Pero si los productos cárnicos aquí resultan escasos y caros, con todo y ya estar bien adelantado el tercer lustro del siglo veintiuno, no menos sucede con los vegetales, que desde fecha tan temprana como la década del cincuenta del siglo pasado, en el caso del arroz, aportaba el 24% a la dieta del cubano, mientras los frijoles incluían el 23%, según datos de la época del Instituto Nacional de Reforma Económica.
“Se me olvida la última vez que comí frijoles colorados”
En una encuesta de la Agrupación Católica Universitaria, realizada entre la población rural cubana en el año 1957, dado a que sólo el 4% de los entrevistados mencionó la carne como integrante de su ración habitual, el 11,22% la leche, solamente el 1% admitió consumirl el pescado, y tan sólo 2,12% de los encuestados reconoció consumir huevos. Los investigadores se preguntaron: “¿Cómo subsiste el campesino con tan deficiente aporte de carnes, leche, huevos y pescados?”
La incógnita la revelaron los mismos encuestadores de la Agrupación Católica Universitaria en su informe: “Existe un hecho providencial y salvador: el frijol, elemento básico de la dieta campesina, es por excepción, un vegetal muy rico en proteínas. En otros países donde el maíz representa el papel de los frijoles en Cuba, las enfermedades carenciales son más frecuentes. Podemos asegurar, sin temor a error, que el campesino cubano no sufre más enfermedades carenciales gracias a los frijoles”.
“¿Hecho providencial y salvador los frijoles? ¡Eso sería en aquella época, cuando en Cuba los frijoles eran comida de pobres!”, exclamó un doctor, que a condición de no revelar su nombre en la prensa, explicó a este corresponsal cómo la población local, aunque en todos los casos precisamente no está subalimentada, mayoritariamente si se encuentra mal nutrida por una dieta en algunos casos insuficiente y en otros desbalanceada.
En el cuenco de las manos sobra espacio para situar los frijoles que, por la cartilla de racionamiento, puede comprar el consumidor para todo un mes, que, acaso, basten para un potaje o dos o tres arroces con frijoles; el resto, gente que trabajó toda su vida y obtuvo una muy menguada jubilación bajo planificación socialista, debe comprarlos a precio de mercado. “A mí se me olvidó la última vez que comí un potaje de frijoles colorados”, confesó un electricista jubilado.

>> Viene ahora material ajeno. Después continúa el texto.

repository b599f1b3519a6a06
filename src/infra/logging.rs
pub fn init() {
    // Honor RUST_LOG if set, default to info. Always write to stderr: in stdio
    // mode stdout carries the MCP stream.
    let env_filter = std::env::var("RUST_LOG").unwrap_or_else(|_| "info".to_string());
    let _ = tracing_subscriber::fmt()
        .with_env_filter(env_filter)
        .with_writer(std::io::stderr)
        .with_target(false)
        .try_init();
}

/// Log a metrics-like line; there is no exporter behind it.
pub fn log_metric(tool: &str, metric: &str, value: f64) {
    tracing::debug!(tool = tool, metric = metric, value = value, "metric");
}
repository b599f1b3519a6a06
pub mod products;
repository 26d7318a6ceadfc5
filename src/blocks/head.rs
//! Stream truncation block

use crate::runtime::{Block, IoSignature, MessageHub, WorkResult, WorkReturn};
use crate::runtime::{InputSpan, OutputSpan};

/// Passes the first `count` items through, then reports done. Upstream
/// keeps producing into a dead buffer until the shutdown propagates, which
/// is the normal way to bound an otherwise infinite pipeline.
pub struct Head {
    item_size: usize,
    remaining: u64,
}

impl Head {
    pub fn new(item_size: usize, count: u64) -> Self {
        assert!(item_size > 0, "item size must be > 0");
        Self {
            item_size,
            remaining: count,
        }
    }
}

impl Block for Head {
    fn name(&self) -> &str {
        "head"
    }

    fn io_signature(&self) -> IoSignature {
        IoSignature::fixed(1, self.item_size, 1, self.item_size)
    }

    fn work(
        &mut self,
        inputs: &mut [InputSpan],
        outputs: &mut [OutputSpan],
        _msgs: &mut MessageHub,
    ) -> WorkResult<WorkReturn> {
        if self.remaining == 0 {
            return Ok(WorkReturn::Done);
        }
        let n = inputs[0]
            .items()
            .min(outputs[0].items())
            .min(self.remaining as usize);
        if n > 0 {
            let bytes = n * self.item_size;
            outputs[0].bytes_mut()[..bytes].copy_from_slice(&inputs[0].bytes()[..bytes]);
            inputs[0].consume(n);
            outputs[0].produce(n);
            self.remaining -= n as u64;
        }
        if self.remaining == 0 {
            return Ok(WorkReturn::Done);
        }
        Ok(WorkReturn::Produced(n))
    }
}

#[cfg(test)]
mod tests {
    use super::*;
    use crate::runtime::{BlockExec, Buffer, MessageInbox, Turn};
    use std::time::Duration;

    #[test]
    fn test_truncates_after_count() {
        let mut src = Buffer::new(1024, 4);
        let src_reader = src.add_reader();
        let dst = Buffer::new(1024, 4);
        let dst_reader = dst.add_reader();
        let mut ex = BlockExec::new(
            "head",
            Box::new(Head::new(4, 5)),
            vec![src_reader],
            vec![dst],
            MessageInbox::empty(),
            MessageHub::empty(),
            Duration::from_millis(5),
            0.1,
        );

        src.produce(&[0u8; 80]); // 20 items, more than the cap
        assert_eq!(ex.turn().unwrap(), Turn::Finished);
        assert_eq!(dst_reader.items_available(), 5);
        assert!(dst_reader.producer_done());
        // The head's reader let go of the source buffer
        assert_eq!(src.num_readers(), 0);
    }
}
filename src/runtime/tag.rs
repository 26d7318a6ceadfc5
//! Offset-addressed stream metadata
//!
//! A [`Tag`] rides alongside the items of one buffer, pinned to an absolute
//! stream offset. Producers attach tags, readers query them by offset range,
//! and the buffer prunes them once every reader has moved past.

use std::fmt;
use std::sync::Arc;

/// Value payload of a [`Tag`].
#[derive(Clone, Debug, PartialEq)]
pub enum TagValue {
    Bool(bool),
    Integer(i64),
    Float(f64),
    Text(String),
    Blob(Vec<u8>),
}

impl fmt::Display for TagValue {
    fn fmt(&self, f: &mut fmt::Formatter) -> fmt::Result {
        match self {
            TagValue::Bool(v) => write!(f, "{}", v),
            TagValue::Integer(v) => write!(f, "{}", v),
            TagValue::Float(v) => write!(f, "{}", v),
            TagValue::Text(v) => write!(f, "{:?}", v),
            TagValue::Blob(v) => write!(f, "<{} bytes>", v.len()),
        }
    }
}

/// Immutable metadata attached to one absolute stream offset.
///
/// The key is shared via `Arc<str>` so tags stay cheap to clone when a
/// reader copies them out of the buffer's collection.
#[derive(Clone, Debug, PartialEq)]
pub struct Tag {
    /// Absolute item offset in the producing buffer's stream
    pub offset: u64,
    pub key: Arc<str>,
    pub value: TagValue,
}

impl Tag {
    pub fn new(offset: u64, key: impl Into<Arc<str>>, value: TagValue) -> Self {
        Self {
            offset,
            key: key.into(),
            value,
        }
    }
}

impl fmt::Display for Tag {
    fn fmt(&self, f: &mut fmt::Formatter) -> fmt::Result {
        write!(f, "Tag[@{} {}={}]", self.offset, self.key, self.value)
    }
}
//! Block trait for streaming processing
//!
//! A [`Block`] is a processing unit with typed stream ports:
//! - Sources have 0 inputs and N outputs
//! - Sinks have N inputs and 0 outputs
//! - Processors have N inputs and M outputs
//!
//! The executor drives each block through the forecast → availability →
//! work → bookkeeping protocol; blocks self-report consumption and
//! production through the spans handed to `work`.

use super::errors::WorkResult;
use super::message::{MessageHub, MessagePayload};
use super::span::{InputSpan, OutputSpan};

/// Port declaration for one direction of a block's io signature.
///
/// `item_sizes[i]` is the item size of port `i`; the last entry repeats for
/// higher-numbered ports, so variable-arity blocks list one size.
#[derive(Debug, Clone, PartialEq, Eq)]
pub struct Ports {
    pub min: usize,
    pub max: usize,
    item_sizes: Vec<usize>,
}

impl Ports {
    /// No ports in this direction.
    pub fn none() -> Self {
        Self {
            min: 0,
            max: 0,
            item_sizes: Vec::new(),
        }
    }

    /// Exactly `n` ports of `item_size`-byte items.
    pub fn fixed(n: usize, item_size: usize) -> Self {
        Self::ranged(n, n, item_size)
    }

    /// Between `min` and `max` ports of uniform item size.
    pub fn ranged(min: usize, max: usize, item_size: usize) -> Self {
        assert!(min <= max, "min ports must not exceed max");
        assert!(max == 0 || item_size > 0, "item size must be > 0");
        Self {
            min,
            max,
            item_sizes: if max == 0 { Vec::new() } else { vec![item_size] },
        }
    }

    /// Per-port item sizes; the last entry repeats for higher ports.
    pub fn with_sizes(min: usize, max: usize, item_sizes: Vec<usize>) -> Self {
        assert!(min <= max, "min ports must not exceed max");
        assert!(max == 0 || !item_sizes.is_empty(), "item sizes required");
        assert!(item_sizes.iter().all(|&s| s > 0), "item size must be > 0");
        Self {
            min,
            max,
            item_sizes,
        }
    }

    /// Item size of port `port`.
    pub fn item_size(&self, port: usize) -> usize {
        debug_assert!(port < self.max);
        *self
            .item_sizes
            .get(port)
            .or_else(|| self.item_sizes.last())
            .expect("no item sizes declared")
    }
}

/// A block's stream port declaration: arity bounds and item sizes for both
/// directions.
#[derive(Debug, Clone, PartialEq, Eq)]
pub struct IoSignature {
    pub inputs: Ports,
    pub outputs: Ports,
}

impl IoSignature {
    pub fn new(inputs: Ports, outputs: Ports) -> Self {
        Self { inputs, outputs }
    }

    /// `nin` inputs of `in_size` bytes, `nout` outputs of `out_size` bytes.
    pub fn fixed(nin: usize, in_size: usize, nout: usize, out_size: usize) -> Self {
        Self {
            inputs: if nin == 0 {
                Ports::none()
            } else {
                Ports::fixed(nin, in_size)
            },
            outputs: if nout == 0 {
                Ports::none()
            } else {
                Ports::fixed(nout, out_size)
            },
        }
    }

    /// A source: no inputs, `nout` outputs.
    pub fn source(nout: usize, item_size: usize) -> Self {
        Self::fixed(0, 0, nout, item_size)
    }

    /// A sink: `nin` inputs, no outputs.
    pub fn sink(nin: usize, item_size: usize) -> Self {
        Self::fixed(nin, item_size, 0, 0)
    }
}

/// What a `work` invocation reports back to the executor.
#[derive(Debug, Clone, Copy, PartialEq, Eq)]
pub enum WorkReturn {
    /// Items produced this turn; fills in any output span that did not call
    /// [`OutputSpan::produce`] explicitly. `Produced(0)` means "nothing this
    /// turn, call me again" — it is *not* a termination signal.
    Produced(usize),
    /// Permanent completion: the block will never produce again. Propagates
    /// done to all downstream buffers.
    Done,
}

/// A processing block that transforms data.
pub trait Block: Send {
    /// Debug name for this block
    fn name(&self) -> &str;

    /// Stream port declaration; fixed for the lifetime of the block.
    fn io_signature(&self) -> IoSignature;

    /// Output-to-input item ratio. A decimator by 4 reports 0.25.
    fn relative_rate(&self) -> f64 {
        1.0
    }

    /// Extra trailing input items the block needs to see again on the next
    /// invocation (lookahead). The executor folds this into the default
    /// forecast; the block realizes it by under-consuming.
    fn history(&self) -> usize {
        0
    }

    /// Names of asynchronous message input ports.
    fn message_inputs(&self) -> Vec<String> {
        Vec::new()
    }

    /// Names of asynchronous message output ports.
    fn message_outputs(&self) -> Vec<String> {
        Vec::new()
    }

    /// Map a desired output count to the required item count per input
    /// port. The default assumes the declared relative rate plus history;
    /// blocks with irregular rates override this.
    fn forecast(&self, noutput: usize, ninputs: usize) -> Vec<usize> {
        let per_input = (noutput as f64 / self.relative_rate()).ceil() as usize + self.history();
        vec![per_input; ninputs]
    }

    /// Deliver one inbound message. Called by the executor before each
    /// streaming invocation, in per-channel FIFO order.
    fn handle_message(&mut self, _port: usize, _msg: MessagePayload) {}

    /// Process one batch: read from `inputs`, write to `outputs`, report
    /// consumption/production on the spans, and return how many items were
    /// produced — or [`WorkReturn::Done`] to terminate cleanly. Called
    /// exactly once per scheduling turn.
    fn work(
        &mut self,
        inputs: &mut [InputSpan],
        outputs: &mut [OutputSpan],
        msgs: &mut MessageHub,
    ) -> WorkResult<WorkReturn>;
}

#[cfg(test)]
mod tests {
    use super::*;

    #[test]
    fn test_ports_item_size_repeats_last() {
        let ports = Ports::with_sizes(1, 4, vec![8, 4]);
        assert_eq!(ports.item_size(0), 8);
        assert_eq!(ports.item_size(1), 4);
        assert_eq!(ports.item_size(3), 4);
    }

    #[test]
    fn test_signature_helpers() {
        let sig = IoSignature::source(1, 4);
        assert_eq!(sig.inputs.max, 0);
        assert_eq!(sig.outputs.max, 1);
        assert_eq!(sig.outputs.item_size(0), 4);

        let sig = IoSignature::sink(2, 8);
        assert_eq!(sig.inputs.min, 2);
        assert_eq!(sig.inputs.item_size(1), 8);
    }

    struct Decim;
    impl Block for Decim {
        fn name(&self) -> &str {
            "decim"
        }
        fn io_signature(&self) -> IoSignature {
            IoSignature::fixed(1, 4, 1, 4)
        }
        fn relative_rate(&self) -> f64 {
            0.25
        }
        fn history(&self) -> usize {
            3
        }
        fn work(
            &mut self,
            _i: &mut [InputSpan],
            _o: &mut [OutputSpan],
            _m: &mut MessageHub,
        ) -> WorkResult<WorkReturn> {
            Ok(WorkReturn::Produced(0))
        }
    }

    #[test]
    fn test_default_forecast_uses_rate_and_history() {
        let b = Decim;
        // 10 outputs at rate 1/4 needs 40 inputs, plus 3 history items
        assert_eq!(b.forecast(10, 1), vec![43]);
    }
}
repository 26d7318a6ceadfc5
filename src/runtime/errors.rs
//! Error types for the runtime system

/// Error type for topology operations on a [`FlowGraph`](super::graph::FlowGraph)
#[derive(Debug, thiserror::Error, PartialEq, Eq)]
pub enum GraphError {
    #[error("Block '{0}' not found")]
    BlockNotFound(String),

    #[error("Block with name '{0}' already exists")]
    DuplicateBlock(String),

    #[error("{direction} port {port} out of range for block '{block}' (max {max})")]
    PortOutOfRange {
        block: String,
        direction: &'static str,
        port: usize,
        max: usize,
    },

    #[error("Input port {port} on block '{block}' is already connected")]
    PortOccupied { block: String, port: usize },

    #[error(
        "Item size mismatch: {src_block}:{src_port} produces {src_size}-byte items, \
         {dst_block}:{dst_port} expects {dst_size}-byte items"
    )]
    ItemSizeMismatch {
        src_block: String,
        src_port: usize,
        src_size: usize,
        dst_block: String,
        dst_port: usize,
        dst_size: usize,
    },

    #[error("No edge from {src_block}:{src_port} to {dst_block}:{dst_port}")]
    EdgeNotFound {
        src_block: String,
        src_port: usize,
        dst_block: String,
        dst_port: usize,
    },

    #[error("{direction} port {port} on block '{block}' is not connected but a higher port is")]
    DanglingPort {
        block: String,
        direction: &'static str,
        port: usize,
    },

    #[error(
        "Block '{block}' has {used} connected {direction} ports, signature requires {min}..={max}"
    )]
    ArityViolation {
        block: String,
        direction: &'static str,
        used: usize,
        min: usize,
        max: usize,
    },

    #[error("Cycle detected through block '{0}'")]
    Cycle(String),

    #[error("Message port '{port}' not found on block '{block}'")]
    MessagePortNotFound { block: String, port: String },
}

/// Error a block's `work` may report.
///
/// Any of these is fatal to the whole run. Clean termination is signalled
/// with [`WorkReturn::Done`](super::block::WorkReturn::Done), never an error.
#[derive(Debug, thiserror::Error)]
pub enum WorkError {
    #[error("Block error: {0}")]
    Block(String),

    #[error("forecast of {need} items can never fit a buffer holding {capacity}")]
    ForecastOverCapacity { need: usize, capacity: usize },

    #[error("I/O error: {0}")]
    Io(#[from] std::io::Error),
}

/// Result type for work functions
pub type WorkResult<T = ()> = Result<T, WorkError>;

/// Top-level error for building and running a flowgraph
#[derive(Debug, thiserror::Error)]
pub enum FlowError {
    #[error(transparent)]
    Graph(#[from] GraphError),

    #[error("Buffer allocation failed: {0}")]
    Allocation(String),

    #[error("Block '{block}' failed: {source}")]
    Work {
        block: String,
        #[source]
        source: WorkError,
    },
}
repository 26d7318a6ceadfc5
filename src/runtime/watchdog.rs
//! Stall detection for running flowgraphs
//!
//! Every block thread reports progress to the watchdog; a background
//! thread periodically scans for blocks that have not moved any items for
//! longer than the configured threshold and logs a warning, once per
//! stall. A stalled block is not killed: a stall is usually backpressure
//! from a slow consumer or a starved source, and the log line is the
//! diagnostic.

use std::collections::HashMap;
use std::sync::atomic::{AtomicBool, Ordering};
use std::sync::{Arc, Mutex};
use std::thread::{self, JoinHandle};
use std::time::{Duration, Instant};

use tracing::warn;

const SCAN_INTERVAL: Duration = Duration::from_millis(500);

struct WatchEntry {
    last_progress: Instant,
    warned: bool,
}

struct Inner {
    entries: Mutex<HashMap<String, WatchEntry>>,
    stop: AtomicBool,
}

/// Per-block reporting endpoint.
pub struct WatchdogHandle {
    inner: Arc<Inner>,
    name: String,
}

impl WatchdogHandle {
    /// Record that the block moved items this turn.
    pub fn progress(&self) {
        if let Ok(mut entries) = self.inner.entries.lock() {
            if let Some(entry) = entries.get_mut(&self.name) {
                entry.last_progress = Instant::now();
                entry.warned = false;
            }
        }
    }
}

impl Drop for WatchdogHandle {
    fn drop(&mut self) {
        if let Ok(mut entries) = self.inner.entries.lock() {
            entries.remove(&self.name);
        }
    }
}

/// Background stall scanner for one running flowgraph.
pub struct Watchdog {
    inner: Arc<Inner>,
    thread: Option<JoinHandle<()>>,
}

impl Watchdog {
    pub fn start(threshold: Duration) -> Self {
        let inner = Arc::new(Inner {
            entries: Mutex::new(HashMap::new()),
            stop: AtomicBool::new(false),
        });
        let scanner = Arc::clone(&inner);
        let thread = thread::Builder::new()
            .name("watchdog".to_string())
            .spawn(move || {
                while !scanner.stop.load(Ordering::Relaxed) {
                    thread::sleep(SCAN_INTERVAL);
                    let Ok(mut entries) = scanner.entries.lock() else {
                        return;
                    };
                    for (name, entry) in entries.iter_mut() {
                        if !entry.warned && entry.last_progress.elapsed() > threshold {
                            warn!(
                                block = %name,
                                stalled_for = ?entry.last_progress.elapsed(),
                                "block has made no progress"
                            );
                            entry.warned = true;
                        }
                    }
                }
            })
            .ok();
        Self { inner, thread }
    }

    pub fn register(&self, name: impl Into<String>) -> WatchdogHandle {
        let name = name.into();
        if let Ok(mut entries) = self.inner.entries.lock() {
            entries.insert(
                name.clone(),
                WatchEntry {
                    last_progress: Instant::now(),
                    warned: false,
                },
            );
        }
        WatchdogHandle {
            inner: Arc::clone(&self.inner),
            name,
        }
    }

    pub fn stop(&mut self) {
        self.inner.stop.store(true, Ordering::Relaxed);
        if let Some(handle) = self.thread.take() {
            let _ = handle.join();
        }
    }
}

impl Drop for Watchdog {
    fn drop(&mut self) {
        self.stop();
    }
}
//! Standard block library
//!
//! Small reusable blocks covering the common pipeline roles:
//! - **Sources**: [`VectorSource`] replays a fixed vector
//! - **Sinks**: [`VectorSink`] collects into shared storage, [`NullSink`]
//!   discards
//! - **Pass-through**: [`Copy`] forwards items and their tags, [`Head`]
//!   truncates a stream after a fixed count
//! - **Rate changers**: [`Decimate`] keeps every n-th item
//! - **Combiners**: [`Combine`] merges two typed streams element-wise
//!
//! All of them report consumption and production through their spans and
//! terminate via `WorkReturn::Done`, so they double as reference
//! implementations of the block protocol.

mod combine;
mod copy;
mod decimate;
mod head;
mod null_sink;
mod vector_sink;
mod vector_source;

pub use combine::Combine;
pub use copy::Copy;
pub use decimate::Decimate;
pub use head::Head;
pub use null_sink::NullSink;
pub use vector_sink::{VectorSink, VectorStore};
pub use vector_source::VectorSource;
//! Asynchronous message ports
//!
//! A side channel for control and event signalling, decoupled from the bulk
//! sample stream. Message ports are named, carry opaque payloads, and ride
//! on unbounded crossbeam channels: one channel per message *input* port,
//! with every edge targeting that port cloning the sender. Delivery is
//! FIFO per channel; the executor drains inbound messages and calls
//! `handle_message` before each streaming invocation.

use std::any::Any;
use std::sync::Arc;

use crossbeam_channel::{Receiver, Sender};

/// Opaque message value. Receivers downcast to the concrete type they
/// agreed on with the sender.
pub type MessagePayload = Arc<dyn Any + Send + Sync>;

/// A block's outbound message fan-out, one slot per declared message
/// output port.
pub struct MessageHub {
    ports: Vec<MessagePort>,
}

struct MessagePort {
    name: String,
    destinations: Vec<Sender<MessagePayload>>,
}

impl MessageHub {
    pub fn new(ports: Vec<(String, Vec<Sender<MessagePayload>>)>) -> Self {
        Self {
            ports: ports
                .into_iter()
                .map(|(name, destinations)| MessagePort { name, destinations })
                .collect(),
        }
    }

    /// Hub with no ports, for blocks that never post.
    pub fn empty() -> Self {
        Self { ports: Vec::new() }
    }

    pub fn num_ports(&self) -> usize {
        self.ports.len()
    }

    /// Resolve a message output port index by name.
    pub fn port_index(&self, name: &str) -> Option<usize> {
        self.ports.iter().position(|p| p.name == name)
    }

    /// Post a message to every destination of message output `port`.
    /// Returns the number of destinations that accepted it; disconnected
    /// destinations are skipped silently.
    pub fn post(&self, port: usize, msg: MessagePayload) -> usize {
        let Some(p) = self.ports.get(port) else {
            return 0;
        };
        p.destinations
            .iter()
            .filter(|tx| tx.send(Arc::clone(&msg)).is_ok())
            .count()
    }

    /// Post by port name; no-op returning 0 if the port doesn't exist.
    pub fn post_to(&self, name: &str, msg: MessagePayload) -> usize {
        match self.port_index(name) {
            Some(idx) => self.post(idx, msg),
            None => 0,
        }
    }
}

/// Inbound side: one receiver per declared message input port.
pub struct MessageInbox {
    pub(crate) ports: Vec<(String, Receiver<MessagePayload>)>,
}

impl MessageInbox {
    pub fn new(ports: Vec<(String, Receiver<MessagePayload>)>) -> Self {
        Self { ports }
    }

    pub fn empty() -> Self {
        Self { ports: Vec::new() }
    }

    pub fn is_empty(&self) -> bool {
        self.ports.is_empty()
    }
}
//! Sink block collecting items into shared storage

use std::mem;
use std::sync::{Arc, Mutex};

use crate::runtime::{Block, IoSignature, MessageHub, WorkResult, WorkReturn};
use crate::runtime::{InputSpan, OutputSpan};

/// Shared handle to a [`VectorSink`]'s collected items. The sink itself is
/// consumed by the scheduler, so results are read through this handle
/// after the run completes.
pub struct VectorStore<T> {
    items: Arc<Mutex<Vec<T>>>,
}

impl<T> Clone for VectorStore<T> {
    fn clone(&self) -> Self {
        Self {
            items: Arc::clone(&self.items),
        }
    }
}

impl<T: Clone> VectorStore<T> {
    pub fn snapshot(&self) -> Vec<T> {
        self.items.lock().map(|v| v.clone()).unwrap_or_default()
    }

    pub fn len(&self) -> usize {
        self.items.lock().map(|v| v.len()).unwrap_or(0)
    }

    pub fn is_empty(&self) -> bool {
        self.len() == 0
    }
}

/// Appends every received item to a vector retrievable through
/// [`VectorStore`].
pub struct VectorSink<T> {
    items: Arc<Mutex<Vec<T>>>,
}

impl<T: Copy + Send + 'static> VectorSink<T> {
    pub fn new() -> Self {
        Self {
            items: Arc::new(Mutex::new(Vec::new())),
        }
    }

    pub fn store(&self) -> VectorStore<T> {
        VectorStore {
            items: Arc::clone(&self.items),
        }
    }
}

impl<T: Copy + Send + 'static> Default for VectorSink<T> {
    fn default() -> Self {
        Self::new()
    }
}

impl<T: Copy + Send + 'static> Block for VectorSink<T> {
    fn name(&self) -> &str {
        "vector_sink"
    }

    fn io_signature(&self) -> IoSignature {
        IoSignature::sink(1, mem::size_of::<T>())
    }

    fn work(
        &mut self,
        inputs: &mut [InputSpan],
        _outputs: &mut [OutputSpan],
        _msgs: &mut MessageHub,
    ) -> WorkResult<WorkReturn> {
        let n = inputs[0].items();
        if n > 0 {
            if let Ok(mut items) = self.items.lock() {
                items.extend_from_slice(inputs[0].as_slice::<T>());
            }
            inputs[0].consume(n);
        }
        Ok(WorkReturn::Produced(0))
    }
}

Hoy, en Puerto Padre, una libra de frijoles colorados cuesta quince pesos; también quince cuestan los frijoles blancos y los garbanzos, y entre diez y doce los frijoles negros; una libra de arroz vale cinco pesos, un peso una cabeza de ajo pequeña, poco más de un peso una cebolla mediana, cinco pesos un pozuelo de ajíes y entre tres y siete pesos la libra de tomates. La carne de cerdo cuesta veinticinco pesos la libra.
Aquel humilde arroz con frijoles que libraba de enfermedades carenciales a nuestros pobrísimos campesinos, cuesta hoy unos cuarenta pesos si a la mesa se sientan dos ancianos, dos niños y la mujer y el hombre de la casa, algo así como la familia de hoy; seis bocas, aunque con más viejos y menos niños, la misma cifra que la de la familia rural de hasta los años cincuenta.
Quizás sea ésta la razón de por qué niños bajos de pesos y de talla, o por qué tan frecuentemente, las consultas y salas de policlínicos y hospitales permanecen atestadas. Y no son carencias más o menos de las últimas semanas, como la que acaba de transcurrir, sino del último medio siglo, donde, por decreto, en Cuba la carne pasó a ser comida de elegidos, mientras las circunstancias sociopolíticas hicieron que los frijoles dejaran de ser comida de pobres, haciendo de los cubanos sino más indigentes, quizás sí peor nutridos que nuestros ancestros, los aborígenes.